The precautionary principle is often applied to chemical and other potential hazards to prevent harmful human exposures and environmental damage. By contrast, the US approach has been associated with an increased exposure to pollution and other toxic or environmental hazards, particularly for disadvantaged communities, further exacerbating environmental inequities.19 Given UK ministers’ apparent preference for the US over the EU as its main future trade partner, the UK may find itself abandoning the precautionary principle.
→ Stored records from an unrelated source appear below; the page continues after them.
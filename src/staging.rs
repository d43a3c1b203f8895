//! Input staging.
//!
//! The engine reads only local files. An [`InputLocation`] that is not a local path is a key
//! in some object store and has to be fetched by an [`ObjectStager`] first. The resulting
//! [`StagedInput`] owns the temporary copy and deletes it when dropped, on success and on
//! every error path.

use std::fmt;
use std::fs::File;
use std::io;
use std::path::{Component, Path, PathBuf};

use tempfile::TempPath;

use crate::error::{EngineError, EngineResult};

/// Where the engine should read its input from.
#[derive(Debug, Clone, PartialEq, Eq)]
pub enum InputLocation {
    /// An existing file on the local filesystem.
    Local(PathBuf),
    /// An object-store key that needs staging.
    Remote(String),
}

impl InputLocation {
    /// Classify a caller-supplied location.
    ///
    /// Absolute paths that exist are local; everything else is treated as a remote key.
    pub fn parse(location: &str) -> Self {
        let path = Path::new(location);
        if path.is_absolute() && path.exists() {
            Self::Local(path.to_path_buf())
        } else {
            Self::Remote(location.to_string())
        }
    }
}

impl fmt::Display for InputLocation {
    fn fmt(&self, f: &mut fmt::Formatter<'_>) -> fmt::Result {
        match self {
            Self::Local(p) => write!(f, "{}", p.display()),
            Self::Remote(key) => f.write_str(key),
        }
    }
}

/// A locally readable input, cleaned up on drop when it was staged.
#[derive(Debug)]
pub struct StagedInput {
    path: PathBuf,
    temp: Option<TempPath>,
}

impl StagedInput {
    /// Use an existing local file in place; nothing is deleted on drop.
    pub fn local(path: impl Into<PathBuf>) -> Self {
        Self {
            path: path.into(),
            temp: None,
        }
    }

    /// Take ownership of a temporary file; it is deleted on drop.
    pub fn temporary(temp: TempPath) -> Self {
        Self {
            path: temp.to_path_buf(),
            temp: Some(temp),
        }
    }

    pub fn path(&self) -> &Path {
        &self.path
    }

    /// `true` if dropping this value deletes the file.
    pub fn is_temporary(&self) -> bool {
        self.temp.is_some()
    }
}

impl Drop for StagedInput {
    fn drop(&mut self) {
        if let Some(temp) = self.temp.take() {
            let path = temp.to_path_buf();
            match temp.close() {
                Ok(()) => log::debug!("cleaned up staged input {}", path.display()),
                Err(e) => log::warn!("could not delete staged input {}: {e}", path.display()),
            }
        }
    }
}

/// Fetches remote objects into local temporary files.
pub trait ObjectStager: Send + Sync {
    /// Download `remote_key` into a local file owned by the returned guard.
    fn fetch(&self, remote_key: &str) -> EngineResult<StagedInput>;
}

/// An object store backed by a local directory: keys are relative paths under `root`.
///
/// Useful for local deployments and tests; fetched objects are copied to a temporary file
/// exactly as a network download would be.
#[derive(Debug, Clone)]
pub struct DirectoryStager {
    root: PathBuf,
    temp_dir: Option<PathBuf>,
}

impl DirectoryStager {
    pub fn new(root: impl Into<PathBuf>) -> Self {
        Self {
            root: root.into(),
            temp_dir: None,
        }
    }

    /// Stage into `dir` instead of the system temp directory.
    pub fn with_temp_dir(mut self, dir: impl Into<PathBuf>) -> Self {
        self.temp_dir = Some(dir.into());
        self
    }

    fn object_path(&self, key: &str) -> EngineResult<PathBuf> {
        let rel = Path::new(key.trim_start_matches('/'));
        if rel
            .components()
            .any(|c| !matches!(c, Component::Normal(_) | Component::CurDir))
        {
            return Err(EngineError::SourceUnavailable {
                message: format!("invalid object key '{key}'"),
                source: None,
            });
        }
        Ok(self.root.join(rel))
    }
}

impl ObjectStager for DirectoryStager {
    fn fetch(&self, remote_key: &str) -> EngineResult<StagedInput> {
        let source = self.object_path(remote_key)?;
        let staging_err =
            |e: io::Error| EngineError::source_unavailable(format!("error staging '{remote_key}'"), e);

        let mut src = File::open(&source).map_err(staging_err)?;
        let mut builder = tempfile::Builder::new();
        builder.prefix("staged-").suffix(".csv");
        // The temp file is removed by its own drop if the copy below fails.
        let mut tmp = match &self.temp_dir {
            Some(dir) => builder.tempfile_in(dir),
            None => builder.tempfile(),
        }
        .map_err(staging_err)?;
        io::copy(&mut src, tmp.as_file_mut()).map_err(staging_err)?;

        log::info!(
            "staged object '{remote_key}' to {}",
            tmp.path().display()
        );
        Ok(StagedInput::temporary(tmp.into_temp_path()))
    }
}

/// Resolve `location` to a readable local input, staging it through `stager` if needed.
pub fn resolve_input(
    location: &InputLocation,
    stager: Option<&dyn ObjectStager>,
) -> EngineResult<StagedInput> {
    match location {
        InputLocation::Local(path) => Ok(StagedInput::local(path)),
        InputLocation::Remote(key) => match stager {
            Some(stager) => stager.fetch(key),
            None => Err(EngineError::SourceUnavailable {
                message: format!("'{key}' is not a local file and no object stager is configured"),
                source: None,
            }),
        },
    }
}

#[cfg(test)]
mod tests {
    use super::*;
    use std::fs;

    fn store_with(key: &str, body: &str) -> tempfile::TempDir {
        let dir = tempfile::tempdir().unwrap();
        let path = dir.path().join(key);
        fs::create_dir_all(path.parent().unwrap()).unwrap();
        fs::write(path, body).unwrap();
        dir
    }

    #[test]
    fn absolute_existing_paths_are_local() {
        let dir = store_with("a.csv", "x\n1\n");
        let p = dir.path().join("a.csv");
        assert_eq!(
            InputLocation::parse(p.to_str().unwrap()),
            InputLocation::Local(p.clone())
        );
        assert_eq!(
            InputLocation::parse("uploads/a.csv"),
            InputLocation::Remote("uploads/a.csv".to_string())
        );
        assert!(matches!(
            InputLocation::parse("/definitely/not/here.csv"),
            InputLocation::Remote(_)
        ));
    }

    #[test]
    fn staged_copy_is_deleted_on_drop() {
        let store = store_with("uploads/people.csv", "age\n1\n");
        let stager = DirectoryStager::new(store.path());

        let staged = stager.fetch("uploads/people.csv").unwrap();
        assert!(staged.is_temporary());
        let path = staged.path().to_path_buf();
        assert_eq!(fs::read_to_string(&path).unwrap(), "age\n1\n");
        assert_eq!(path.extension().and_then(|e| e.to_str()), Some("csv"));

        drop(staged);
        assert!(!path.exists());
    }

    #[test]
    fn local_input_is_never_deleted() {
        let store = store_with("keep.csv", "age\n1\n");
        let path = store.path().join("keep.csv");
        drop(StagedInput::local(&path));
        assert!(path.exists());
    }

    #[test]
    fn missing_object_and_escaping_keys_fail() {
        let store = store_with("a.csv", "x\n");
        let stager = DirectoryStager::new(store.path());
        assert!(matches!(
            stager.fetch("missing.csv"),
            Err(EngineError::SourceUnavailable { .. })
        ));
        assert!(matches!(
            stager.fetch("../a.csv"),
            Err(EngineError::SourceUnavailable { .. })
        ));
    }

    #[test]
    fn remote_without_stager_is_unavailable() {
        let err = resolve_input(&InputLocation::Remote("k.csv".into()), None).unwrap_err();
        assert!(err.to_string().contains("no object stager"));
    }
}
Decisions behind closed doors

The importance of a potential US-UK trade agreement for health in the UK makes it essential that UK negotiators hear concerns raised by the health community. Yet, British positions have remained secret,20 despite the call by the House of Commons international trade committee that the government “operate from a presumption of transparency”.21

By contrast, the EU’s negotiating objectives for a future agreement with the UK, published on 25 February 2020, were developed following publication of detailed documents on 3 February and agreed by all member states.22 The UK’s response was issued on 27 February after a cabinet discussion with no consultation with parliament,16 and the UK’s formal draft legal text of a future free trade agreement with the EU was published on 19 May, two months after the EU’s.23

The UK’s objectives for trade negotiations with the US were also not debated in parliament before their publication on 2 March 2020.24 Concerns have been raised about the level of secrecy agreed to by the UK, including holding certain texts in confidence for up to five years after concluding any deal with the US.25

Importance of scrutiny

Scrutiny in this case is especially important given that views may differ within the government. On the one hand, NHS executives will seek to protect the health service from higher prices, and life sciences research charities seek continued regulatory alignment with the EU, seeing the bloc as a more important collaborative space than the US. On the other hand, some prominent supporters of the government’s life sciences industrial strategy support many features of the US approach set out above, which they portray as a means of promoting innovation.26

These differences reflect wider divisions between those who argue that new post-Brexit trade partnerships are an essential route to prosperity and economic recovery from the covid-19 pandemic. Some call for a mitigated approach that balances economic integration with a degree of social protection, while others prioritise reducing the risk that stronger trading partners will be able to impose their interests. These contrasting views can be expected to have a heightened relevance in the context of the covid-19 pandemic as governments are being forced to reassess how they can build resilience and dependability in production while leveraging cost savings and efficiencies through global outsourcing and trade.

Complex trade negotiations also require that those with technical expertise have a seat at the table. The US Treasury has argued that it should lead on negotiations on financial services, for example. We do not know whether the UK delegation includes health or life sciences industry representatives, or both, and, if so, how influential they will be. How can we be confident that UK negotiators will bring appropriate stakeholder views to the table if we do not even know what expertise is included in the UK delegation?


  • Competing interests: MMcK receives funding for research and advice from the European Commission, is past president of the European Public Health Association, is a founder of NHS against Brexit (a civil society organisation), and is research director of the European Observatory on Health Systems and Policies, in which the European Commission is a member. TH is a Jean Monnet professor, formerly partially funded by the EU, and is principal investigator in Economic and Social Research Council governance after Brexit grant ES/S00730X/1. MMcK and TH are members of the advisory board NHS against Brexit, an NGO unaffiliated with the NHS, which campaigned to remain in the EU. TH is adviser to the House of Commons Health and Social Care Committee.

  • Provenance and peer review: Commissioned; not externally peer reviewed.